Slashdot Mirror


Just Around the Corner...

Anonymous Coward writes: "Ray Kurzweil and other digerati discuss when popular sci-fi concepts will manifest in the real world. See part I or part II."

5 of 88 comments (clear)

  1. "Futurists" by SeanAhern · · Score: 3, Interesting

    It has been said that so-called "futurists" oversell the short term, and undersell the long term.

  2. Machine translation? You gotta be kidding! by epsalon · · Score: 4, Interesting

    Machine translation in 0-30 years?! As a person involved in these topics, I can say that 30 years ago people thought this could be solved in 30 years. We are today almost as far away as we were 30 years ago, and I think that there's no way of this being a realitiy in less than 100 years.
    To do correct machine translation you have to fully model the world and knowledge. Translation (for humans) is a tedious job, requiring a lot of research and artistic-like choice of words.
    I think that we will sooner have machines writing their own novles than full machine transtaltion. The problem is just too hard.

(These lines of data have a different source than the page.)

//! Structural contract for book payloads.
//!
//! The schema is a static table of field rules; [`validate`] walks it in
//! declaration order and collects every violation instead of stopping at the
//! first one. Values are never coerced: `"200"` is not an integer.

use once_cell::sync::Lazy;
use regex::Regex;
use serde_json::{Map, Value};
use thiserror::Error;

use super::models::Book;

static URL_PATTERN: Lazy<Regex> = Lazy::new(|| {
    Regex::new(r"^[A-Za-z][A-Za-z0-9+.\-]*://[^\s/?#]+(?:[/?#]\S*)?$")
        .expect("URL pattern is valid")
});

#[derive(Debug, Clone, Copy, PartialEq, Eq)]
pub enum FieldKind {
    String,
    /// String matching [`URL_PATTERN`]
    Url,
    Integer,
    /// Integer >= 1
    PositiveInteger,
}

impl FieldKind {
    fn type_name(self) -> &'static str {
        match self {
            FieldKind::String | FieldKind::Url => "string",
            FieldKind::Integer | FieldKind::PositiveInteger => "integer",
        }
    }

    fn is_integer(self) -> bool {
        matches!(self, FieldKind::Integer | FieldKind::PositiveInteger)
    }
}

#[derive(Debug, Clone, Copy)]
pub struct FieldRule {
    pub name: &'static str,
    pub kind: FieldKind,
}

/// Every field is required.
pub const BOOK_SCHEMA: &[FieldRule] = &[
    FieldRule { name: "isbn", kind: FieldKind::String },
    FieldRule { name: "amazon_url", kind: FieldKind::Url },
    FieldRule { name: "author", kind: FieldKind::String },
    FieldRule { name: "language", kind: FieldKind::String },
    FieldRule { name: "pages", kind: FieldKind::PositiveInteger },
    FieldRule { name: "publisher", kind: FieldKind::String },
    FieldRule { name: "title", kind: FieldKind::String },
    FieldRule { name: "year", kind: FieldKind::Integer },
];

/// Non-empty, ordered list of schema violations.
#[derive(Debug, Clone, PartialEq, Eq, Error)]
#[error("{}", .0.join("; "))]
pub struct ValidationErrors(Vec<String>);

impl ValidationErrors {
    pub fn messages(&self) -> &[String] {
        &self.0
    }

    pub fn into_messages(self) -> Vec<String> {
        self.0
    }
}

/// Check `payload` against [`BOOK_SCHEMA`].
pub fn validate(payload: &Value) -> Result<(), ValidationErrors> {
    let Some(object) = payload.as_object() else {
        return Err(ValidationErrors(vec![
            "instance is not of a type(s) object".to_string(),
        ]));
    };

    let errors: Vec<String> = BOOK_SCHEMA
        .iter()
        .filter_map(|rule| check_field(object, rule))
        .collect();

    if errors.is_empty() {
        Ok(())
    } else {
        Err(ValidationErrors(errors))
    }
}

/// Validate, then deserialize into the typed model. Integral floats such as
/// `2017.0` are stored as integers.
pub fn parse_book(mut payload: Value) -> Result<Book, ValidationErrors> {
    validate(&payload)?;
    for rule in BOOK_SCHEMA.iter().filter(|rule| rule.kind.is_integer()) {
        if let Some(n) = payload.get(rule.name).and_then(as_integer) {
            payload[rule.name] = n.into();
        }
    }
    serde_json::from_value(payload).map_err(|err| ValidationErrors(vec![err.to_string()]))
}

fn check_field(object: &Map<String, Value>, rule: &FieldRule) -> Option<String> {
    let Some(value) = object.get(rule.name) else {
        return Some(format!("instance requires property \"{}\"", rule.name));
    };

    let type_error = || {
        format!(
            "instance.{} is not of a type(s) {}",
            rule.name,
            rule.kind.type_name()
        )
    };

    match rule.kind {
        FieldKind::String => (!value.is_string()).then(type_error),
        FieldKind::Url => match value.as_str() {
            None => Some(type_error()),
            Some(url) if !URL_PATTERN.is_match(url) => Some(format!(
                "instance.{} does not conform to the \"uri\" format",
                rule.name
            )),
            Some(_) => None,
        },
        FieldKind::Integer | FieldKind::PositiveInteger => {
            if value.is_u64() && !value.is_i64() {
                return Some(format!(
                    "instance.{} must be less than or equal to {}",
                    rule.name,
                    i64::MAX
                ));
            }
            match as_integer(value) {
                None => Some(type_error()),
                Some(n) if rule.kind == FieldKind::PositiveInteger && n < 1 => Some(format!(
                    "instance.{} must be greater than or equal to 1",
                    rule.name
                )),
                Some(_) => None,
            }
        }
    }
}

/// Integer value of `value`; a float with no fractional part counts.
fn as_integer(value: &Value) -> Option<i64> {
    value.as_i64().or_else(|| {
        value
            .as_f64()
            .filter(|f| f.fract() == 0.0 && *f >= i64::MIN as f64 && *f < i64::MAX as f64)
            .map(|f| f as i64)
    })
}

/// JSON Schema rendering of [`BOOK_SCHEMA`] for the OpenAPI document.
pub fn json_schema() -> Value {
    let mut properties = Map::new();
    for rule in BOOK_SCHEMA {
        let mut property = serde_json::json!({ "type": rule.kind.type_name() });
        match rule.kind {
            FieldKind::Url => property["format"] = "uri".into(),
            FieldKind::PositiveInteger => property["minimum"] = 1.into(),
            FieldKind::String | FieldKind::Integer => {}
        }
        properties.insert(rule.name.to_string(), property);
    }

    let required: Vec<&str> = BOOK_SCHEMA.iter().map(|rule| rule.name).collect();

    serde_json::json!({
        "type": "object",
        "properties": properties,
        "required": required
    })
}
//! Logging and tracing bootstrap.

use catalog_kernel::settings::{LogFormat, TelemetrySettings};
use tracing_subscriber::{fmt, EnvFilter};

/// Install the global tracing subscriber.
///
/// `RUST_LOG` takes precedence over the configured filter. Calling this more
/// than once is harmless; later calls leave the first subscriber in place.
pub fn init(settings: &TelemetrySettings) -> anyhow::Result<()> {
    let filter = EnvFilter::try_from_default_env()
        .or_else(|_| EnvFilter::try_new(&settings.filter))?;

    let installed = match settings.log_format {
        LogFormat::Pretty => fmt().with_env_filter(filter).with_target(true).try_init(),
        LogFormat::Json => fmt()
            .json()
            .with_env_filter(filter)
            .with_current_span(true)
            .try_init(),
    };

    if installed.is_ok() {
        tracing::info!(
            target: "catalog-telemetry",
            format = ?settings.log_format,
            "telemetry initialized"
        );
    }

    Ok(())
}
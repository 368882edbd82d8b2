pub mod models;
pub mod repository;
pub mod routes;
pub mod schema;

use std::sync::Arc;

use async_trait::async_trait;
use axum::Router;
use catalog_kernel::{InitCtx, Migration, Module};
use serde_json::json;
use sqlx::SqlitePool;

use repository::{BookRepository, SqlBookRepository};
use routes::BooksState;

/// Table backing the books resource. `id` only records insertion order.
pub const BOOKS_SCHEMA_SQL: &str = r#"
    CREATE TABLE IF NOT EXISTS books (
        id         INTEGER PRIMARY KEY AUTOINCREMENT,
        isbn       TEXT    NOT NULL UNIQUE,
        amazon_url TEXT    NOT NULL,
        author     TEXT    NOT NULL,
        language   TEXT    NOT NULL,
        pages      INTEGER NOT NULL,
        publisher  TEXT    NOT NULL,
        title      TEXT    NOT NULL,
        year       INTEGER NOT NULL
    );
"#;

/// Books module: CRUD over the `books` table
pub struct BooksModule {
    repo: Arc<dyn BookRepository>,
}

impl BooksModule {
    pub fn new(repo: Arc<dyn BookRepository>) -> Self {
        Self { repo }
    }
}

#[async_trait]
impl Module for BooksModule {
    fn name(&self) -> &'static str {
        "books"
    }

    async fn init(&self, ctx: &InitCtx<'_>) -> anyhow::Result<()> {
        let stored: i64 = sqlx::query_scalar("SELECT COUNT(*) FROM books")
            .fetch_one(ctx.db)
            .await?;

        tracing::info!(
            module = self.name(),
            environment = ?ctx.settings.environment,
            stored,
            "books module initialized"
        );
        Ok(())
    }

    fn routes(&self) -> Router {
        routes::router(BooksState::new(self.repo.clone()))
    }

    fn openapi(&self) -> Option<serde_json::Value> {
        let error_response = |description: &str| {
            json!({
                "description": description,
                "content": {
                    "application/json": {
                        "schema": { "$ref": "#/components/schemas/ErrorResponse" }
                    }
                }
            })
        };
        let book_response = |description: &str| {
            json!({
                "description": description,
                "content": {
                    "application/json": {
                        "schema": { "$ref": "#/components/schemas/BookResponse" }
                    }
                }
            })
        };
        let isbn_parameter = json!({
            "name": "isbn",
            "in": "path",
            "required": true,
            "schema": { "type": "string" }
        });
        let book_body = json!({
            "required": true,
            "content": {
                "application/json": {
                    "schema": { "$ref": "#/components/schemas/Book" }
                }
            }
        });

        Some(json!({
            "paths": {
                "/": {
                    "get": {
                        "summary": "List books",
                        "tags": ["Books"],
                        "parameters": [{
                            "name": "isbn",
                            "in": "query",
                            "required": false,
                            "schema": { "type": "string" }
                        }],
                        "responses": {
                            "200": {
                                "description": "All books in insertion order",
                                "content": {
                                    "application/json": {
                                        "schema": { "$ref": "#/components/schemas/BooksResponse" }
                                    }
                                }
                            },
                            "500": error_response("Internal server error")
                        }
                    },
                    "post": {
                        "summary": "Create a book",
                        "tags": ["Books"],
                        "requestBody": book_body,
                        "responses": {
                            "201": book_response("Book created"),
                            "400": error_response("Invalid payload or duplicate ISBN")
                        }
                    }
                },
                "/{isbn}": {
                    "get": {
                        "summary": "Get a book",
                        "tags": ["Books"],
                        "parameters": [isbn_parameter],
                        "responses": {
                            "200": book_response("The book"),
                            "404": error_response("Book not found")
                        }
                    },
                    "put": {
                        "summary": "Replace a book",
                        "tags": ["Books"],
                        "parameters": [isbn_parameter],
                        "requestBody": book_body,
                        "responses": {
                            "200": book_response("Book updated"),
                            "400": error_response("Invalid payload"),
                            "404": error_response("Book not found")
                        }
                    },
                    "delete": {
                        "summary": "Delete a book",
                        "tags": ["Books"],
                        "parameters": [isbn_parameter],
                        "responses": {
                            "200": {
                                "description": "Book deleted",
                                "content": {
                                    "application/json": {
                                        "schema": {
                                            "type": "object",
                                            "properties": { "message": { "type": "string" } },
                                            "required": ["message"]
                                        }
                                    }
                                }
                            },
                            "404": error_response("Book not found")
                        }
                    }
                }
            },
            "components": {
                "schemas": {
                    "Book": schema::json_schema(),
                    "BookResponse": {
                        "type": "object",
                        "properties": { "book": { "$ref": "#/components/schemas/Book" } },
                        "required": ["book"]
                    },
                    "BooksResponse": {
                        "type": "object",
                        "properties": {
                            "books": {
                                "type": "array",
                                "items": { "$ref": "#/components/schemas/Book" }
                            }
                        },
                        "required": ["books"]
                    }
                }
            }
        }))
    }

    fn migrations(&self) -> Vec<Migration> {
        vec![Migration {
            id: "001_books",
            up: BOOKS_SCHEMA_SQL,
        }]
    }

    async fn start(&self, _ctx: &InitCtx<'_>) -> anyhow::Result<()> {
        tracing::info!(module = self.name(), "books module started");
        Ok(())
    }

    async fn stop(&self) -> anyhow::Result<()> {
        tracing::info!(module = self.name(), "books module stopped");
        Ok(())
    }
}

/// Create the books module backed by `pool`
pub fn create_module(pool: SqlitePool) -> Arc<dyn Module> {
    Arc::new(BooksModule::new(Arc::new(SqlBookRepository::new(pool))))
}
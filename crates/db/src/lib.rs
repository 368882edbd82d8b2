//! SQLite pool factory and schema bootstrap for the catalog service.

use anyhow::Context;
use catalog_kernel::{settings::DatabaseSettings, Migration};
use sqlx::sqlite::SqlitePoolOptions;
use sqlx::SqlitePool;
use std::time::Duration;

/// Open a connection pool for the configured database.
///
/// In-memory databases live and die with a single connection, so the pool is
/// pinned to one connection that is never recycled.
pub async fn connect(settings: &DatabaseSettings) -> anyhow::Result<SqlitePool> {
    let in_memory = settings.url.contains(":memory:");

    let options = if in_memory {
        SqlitePoolOptions::new()
            .max_connections(1)
            .idle_timeout(None::<Duration>)
            .max_lifetime(None::<Duration>)
    } else {
        SqlitePoolOptions::new().max_connections(settings.max_connections)
    };

    let pool = options
        .connect(&settings.url)
        .await
        .with_context(|| format!("failed to connect to database at {}", settings.url))?;

    tracing::info!(
        target: "catalog-db",
        url = %settings.url,
        in_memory,
        "database pool ready"
    );

    Ok(pool)
}

/// Apply every collected schema statement in order.
pub async fn apply_migrations(
    pool: &SqlitePool,
    migrations: &[(String, Migration)],
) -> anyhow::Result<()> {
    for (module, migration) in migrations {
        tracing::info!(
            target: "catalog-db",
            module = %module,
            migration = migration.id,
            "applying schema"
        );

        sqlx::raw_sql(migration.up)
            .execute(pool)
            .await
            .with_context(|| format!("failed to apply {}::{}", module, migration.id))?;
    }

    Ok(())
}

#[cfg(test)]
mod tests {
    use super::*;

    fn memory_settings() -> DatabaseSettings {
        DatabaseSettings {
            url: "sqlite::memory:".to_string(),
            ..DatabaseSettings::default()
        }
    }

    #[tokio::test]
    async fn applies_migrations_and_is_rerunnable() {
        let pool = connect(&memory_settings()).await.unwrap();
        let migrations = vec![(
            "test".to_string(),
            Migration {
                id: "001_init",
                up: "CREATE TABLE IF NOT EXISTS things (id INTEGER PRIMARY KEY, name TEXT NOT NULL);",
            },
        )];

        apply_migrations(&pool, &migrations).await.unwrap();
        apply_migrations(&pool, &migrations).await.unwrap();

        sqlx::query("INSERT INTO things (name) VALUES (?)")
            .bind("one")
            .execute(&pool)
            .await
            .unwrap();
        let count: i64 = sqlx::query_scalar("SELECT COUNT(*) FROM things")
            .fetch_one(&pool)
            .await
            .unwrap();
        assert_eq!(count, 1);
    }

    #[tokio::test]
    async fn broken_statement_reports_module_and_id() {
        let pool = connect(&memory_settings()).await.unwrap();
        let migrations = vec![(
            "broken".to_string(),
            Migration {
                id: "001_oops",
                up: "CREATE TABLOID nope;",
            },
        )];

        let err = apply_migrations(&pool, &migrations).await.unwrap_err();
        assert!(err.to_string().contains("broken::001_oops"));
    }
}
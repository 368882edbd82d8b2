//! End-to-end tests for the books API against an in-memory SQLite database.

use axum::body::Body;
use axum::http::{header, Method, Request, StatusCode};
use axum::Router;
use catalog_kernel::settings::{DatabaseSettings, Settings};
use serde_json::{json, Value};
use sqlx::SqlitePool;
use tower::ServiceExt;

struct TestApp {
    router: Router,
    pool: SqlitePool,
}

impl TestApp {
    async fn new() -> Self {
        let settings = Settings {
            database: DatabaseSettings {
                url: "sqlite::memory:".to_string(),
                ..DatabaseSettings::default()
            },
            ..Settings::default()
        };
        let pool = catalog_db::connect(&settings.database).await.unwrap();
        let registry = catalog_app::bootstrap(&settings, &pool).await.unwrap();
        let router = catalog_http::build_router(&registry, &settings);
        Self { router, pool }
    }

    async fn seeded() -> Self {
        let app = Self::new().await;
        for book in [test_book(), test_book_2()] {
            let (status, _) = app.send(Method::POST, "/books", Some(book)).await;
            assert_eq!(status, StatusCode::CREATED);
        }
        app
    }

    async fn send(&self, method: Method, uri: &str, body: Option<Value>) -> (StatusCode, Value) {
        let builder = Request::builder().method(method).uri(uri);
        let request = match body {
            Some(payload) => builder
                .header(header::CONTENT_TYPE, "application/json")
                .body(Body::from(serde_json::to_vec(&payload).unwrap()))
                .unwrap(),
            None => builder.body(Body::empty()).unwrap(),
        };

        let response = self.router.clone().oneshot(request).await.unwrap();
        let status = response.status();
        let bytes = axum::body::to_bytes(response.into_body(), 1024 * 1024)
            .await
            .unwrap();
        let parsed = if bytes.is_empty() {
            Value::Null
        } else {
            serde_json::from_slice(&bytes).unwrap()
        };
        (status, parsed)
    }

    async fn row_count(&self) -> i64 {
        sqlx::query_scalar("SELECT COUNT(*) FROM books")
            .fetch_one(&self.pool)
            .await
            .unwrap()
    }
}

fn test_book() -> Value {
    json!({
        "isbn": "0691161518",
        "amazon_url": "http://a.co/eobPtX2",
        "author": "Matthew Lane",
        "language": "english",
        "pages": 264,
        "publisher": "Princeton University Press",
        "title": "Power-Up: Unlocking the Hidden Mathematics in Video Games",
        "year": 2017
    })
}

fn test_book_2() -> Value {
    let mut book = test_book();
    book["isbn"] = json!("032316967");
    book
}

fn writing_101() -> Value {
    json!({
        "isbn": "12345",
        "amazon_url": "http://amazon.com/123",
        "author": "Booker Page",
        "language": "english",
        "pages": 101,
        "publisher": "Penguin",
        "title": "Writing 101",
        "year": 1999
    })
}

#[tokio::test]
async fn list_returns_books_in_insertion_order() {
    let app = TestApp::seeded().await;

    let (status, body) = app.send(Method::GET, "/books", None).await;
    assert_eq!(status, StatusCode::OK);
    assert_eq!(body, json!({ "books": [test_book(), test_book_2()] }));
}

#[tokio::test]
async fn list_filters_by_isbn() {
    let app = TestApp::seeded().await;

    let (status, body) = app.send(Method::GET, "/books?isbn=032316967", None).await;
    assert_eq!(status, StatusCode::OK);
    assert_eq!(body, json!({ "books": [test_book_2()] }));
}

#[tokio::test]
async fn list_with_repeated_isbn_filter_is_400() {
    let app = TestApp::seeded().await;

    let (status, body) = app.send(Method::GET, "/books?isbn=a&isbn=b", None).await;
    assert_eq!(status, StatusCode::BAD_REQUEST);
    assert_eq!(body["error"]["code"], "bad_request");
    assert_eq!(body["error"]["status"], 400);
}

#[tokio::test]
async fn get_returns_single_book() {
    let app = TestApp::seeded().await;

    let (status, body) = app.send(Method::GET, "/books/0691161518", None).await;
    assert_eq!(status, StatusCode::OK);
    assert_eq!(body, json!({ "book": test_book() }));
}

#[tokio::test]
async fn get_unknown_isbn_is_404() {
    let app = TestApp::seeded().await;

    let (status, body) = app.send(Method::GET, "/books/123", None).await;
    assert_eq!(status, StatusCode::NOT_FOUND);
    assert_eq!(body["error"]["status"], 404);
}

#[tokio::test]
async fn create_get_delete_scenario() {
    let app = TestApp::new().await;

    let (status, body) = app.send(Method::POST, "/books", Some(writing_101())).await;
    assert_eq!(status, StatusCode::CREATED);
    assert_eq!(body, json!({ "book": writing_101() }));

    let (status, body) = app.send(Method::GET, "/books/12345", None).await;
    assert_eq!(status, StatusCode::OK);
    assert_eq!(body, json!({ "book": writing_101() }));

    let (status, body) = app.send(Method::DELETE, "/books/12345", None).await;
    assert_eq!(status, StatusCode::OK);
    assert_eq!(body, json!({ "message": "Book deleted" }));

    let (status, _) = app.send(Method::GET, "/books/12345", None).await;
    assert_eq!(status, StatusCode::NOT_FOUND);
    assert_eq!(app.row_count().await, 0);
}

#[tokio::test]
async fn duplicate_isbn_is_rejected_once() {
    let app = TestApp::seeded().await;

    let (status, body) = app.send(Method::POST, "/books", Some(test_book())).await;
    assert_eq!(status, StatusCode::BAD_REQUEST);
    assert_eq!(
        body["error"]["message"],
        "Book with ISBN 0691161518 already exists"
    );
    assert_eq!(app.row_count().await, 2);
}

#[tokio::test]
async fn create_missing_required_fields_is_400() {
    let app = TestApp::new().await;

    let missing = json!({ "isbn": "12345", "author": "Writerman", "pages": 200 });
    let (status, body) = app.send(Method::POST, "/books", Some(missing)).await;
    assert_eq!(status, StatusCode::BAD_REQUEST);
    assert_eq!(
        body["error"]["message"][0],
        "instance requires property \"amazon_url\""
    );
    assert_eq!(app.row_count().await, 0);
}

#[tokio::test]
async fn create_with_non_integer_pages_is_400() {
    let app = TestApp::new().await;

    let mut payload = writing_101();
    payload["pages"] = json!("two hundred");
    let (status, body) = app.send(Method::POST, "/books", Some(payload)).await;
    assert_eq!(status, StatusCode::BAD_REQUEST);
    assert_eq!(
        body["error"]["message"],
        json!(["instance.pages is not of a type(s) integer"])
    );
    assert_eq!(app.row_count().await, 0);
}

#[tokio::test]
async fn create_accepts_integral_float_year() {
    let app = TestApp::new().await;

    let mut payload = writing_101();
    payload["year"] = json!(1999.0);
    let (status, body) = app.send(Method::POST, "/books", Some(payload)).await;
    assert_eq!(status, StatusCode::CREATED);
    assert_eq!(body, json!({ "book": writing_101() }));
}

#[tokio::test]
async fn update_replaces_every_field() {
    let app = TestApp::seeded().await;

    let mut replacement = test_book();
    replacement["title"] = json!("Power-Up, Second Edition");
    replacement["pages"] = json!(300);
    replacement["year"] = json!(2020);
    replacement["language"] = json!("german");

    let (status, body) = app
        .send(Method::PUT, "/books/0691161518", Some(replacement.clone()))
        .await;
    assert_eq!(status, StatusCode::OK);
    assert_eq!(body, json!({ "book": replacement.clone() }));

    let (_, body) = app.send(Method::GET, "/books/0691161518", None).await;
    assert_eq!(body, json!({ "book": replacement }));
}

#[tokio::test]
async fn update_with_body_isbn_renames_the_book() {
    let app = TestApp::seeded().await;

    let mut renamed = test_book();
    renamed["isbn"] = json!("9999999999");
    let (status, _) = app
        .send(Method::PUT, "/books/0691161518", Some(renamed.clone()))
        .await;
    assert_eq!(status, StatusCode::OK);

    let (status, _) = app.send(Method::GET, "/books/0691161518", None).await;
    assert_eq!(status, StatusCode::NOT_FOUND);
    let (_, body) = app.send(Method::GET, "/books/9999999999", None).await;
    assert_eq!(body, json!({ "book": renamed }));
}

#[tokio::test]
async fn invalid_update_leaves_row_untouched() {
    let app = TestApp::seeded().await;

    let partial = json!({ "title": "Only a title" });
    let (status, body) = app
        .send(Method::PUT, "/books/0691161518", Some(partial))
        .await;
    assert_eq!(status, StatusCode::BAD_REQUEST);
    assert!(body["error"]["message"].as_array().unwrap().len() > 1);

    let (_, body) = app.send(Method::GET, "/books/0691161518", None).await;
    assert_eq!(body, json!({ "book": test_book() }));
}

#[tokio::test]
async fn update_unknown_isbn_is_404() {
    let app = TestApp::seeded().await;

    let (status, _) = app.send(Method::PUT, "/books/123", Some(writing_101())).await;
    assert_eq!(status, StatusCode::NOT_FOUND);
    assert_eq!(app.row_count().await, 2);

    let (status, _) = app.send(Method::GET, "/books/12345", None).await;
    assert_eq!(status, StatusCode::NOT_FOUND);
}

#[tokio::test]
async fn delete_unknown_isbn_is_404() {
    let app = TestApp::seeded().await;

    let (status, _) = app.send(Method::DELETE, "/books/123", None).await;
    assert_eq!(status, StatusCode::NOT_FOUND);
    assert_eq!(app.row_count().await, 2);
}

#[tokio::test]
async fn health_and_openapi_are_served() {
    let app = TestApp::new().await;

    let request = Request::builder().uri("/healthz").body(Body::empty()).unwrap();
    let response = app.router.clone().oneshot(request).await.unwrap();
    assert_eq!(response.status(), StatusCode::OK);

    let (status, spec) = app.send(Method::GET, "/docs/openapi.json", None).await;
    assert_eq!(status, StatusCode::OK);
    assert!(spec["paths"]["/books"]["post"].is_object());
    assert!(spec["paths"]["/books/{isbn}"]["delete"].is_object());
    assert_eq!(spec["components"]["schemas"]["Book"]["required"][0], "isbn");
}
use anyhow::Context;
use std::sync::Arc;

use crate::module::{InitCtx, Migration, Module};

/// Module registry for managing module lifecycle in registration order
pub struct ModuleRegistry {
    modules: Vec<Arc<dyn Module>>,
}

impl ModuleRegistry {
    /// Create a new module registry
    pub fn new() -> Self {
        Self {
            modules: Vec::new(),
        }
    }

    /// Register a module with the registry
    pub fn register(&mut self, module: Arc<dyn Module>) {
        tracing::debug!(module = module.name(), "registering module");
        self.modules.push(module);
    }

    /// Get all registered modules
    pub fn modules(&self) -> impl Iterator<Item = &Arc<dyn Module>> {
        self.modules.iter()
    }

    pub fn module_count(&self) -> usize {
        self.modules.len()
    }

    /// Initialize modules in registration order
    pub async fn init_modules(&self, ctx: &InitCtx<'_>) -> anyhow::Result<()> {
        tracing::info!("initializing {} modules", self.modules.len());

        for module in &self.modules {
            tracing::info!(module = module.name(), "initializing module");

            module
                .init(ctx)
                .await
                .with_context(|| format!("failed to initialize module '{}'", module.name()))?;
        }

        Ok(())
    }

    /// Start modules in registration order
    pub async fn start_modules(&self, ctx: &InitCtx<'_>) -> anyhow::Result<()> {
        for module in &self.modules {
            tracing::info!(module = module.name(), "starting module");

            module
                .start(ctx)
                .await
                .with_context(|| format!("failed to start module '{}'", module.name()))?;
        }

        Ok(())
    }

    /// Stop modules in reverse registration order
    pub async fn stop_modules(&self) -> anyhow::Result<()> {
        tracing::info!("stopping {} modules", self.modules.len());

        for module in self.modules.iter().rev() {
            tracing::info!(module = module.name(), "stopping module");

            module
                .stop()
                .await
                .with_context(|| format!("failed to stop module '{}'", module.name()))?;
        }

        Ok(())
    }

    /// Collect all migrations from all modules
    pub fn collect_migrations(&self) -> Vec<(String, Migration)> {
        let mut migrations = Vec::new();

        for module in &self.modules {
            for migration in module.migrations() {
                migrations.push((module.name().to_string(), migration));
            }
        }

        // Sort by module name and migration ID for deterministic ordering
        migrations.sort_by(|a, b| a.0.cmp(&b.0).then_with(|| a.1.id.cmp(b.1.id)));

        migrations
    }
}

impl Default for ModuleRegistry {
    fn default() -> Self {
        Self::new()
    }
}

  3. The problem with the Turing test by evilviper · · Score: 3, Interesting

    The biggest problem with the Turing test is that it is completely subjective. The smarter of a person you are, the smarter the computer will have to be to give an accurate response. Obviously that trait is not one that reflects intelligence.

    Get someone dumb enough and they'll chat with ELIZA for hours at a time.

    --
    Slashdot gets worse every day... Pipedot: News for nerds, without the corporate slant
  4. catch the difference? by joenobody · · Score: 4, Interesting
    The difference in replies: the CTO says some things have a chance of happening and gives a shot at when.

    The geek says it will all happen, it's just a matter of time.

    --

  5. Some thoughts by kreyg · · Score: 3, Interesting

    Using the brain to store digital information:
    The problem is less one of interface than it is one of reprogramming neurons. While this might technically be possible, is there going to be any sort of information density advantage? Human memory has some really nice lossy compression, but that would make it a bad way to store digital data.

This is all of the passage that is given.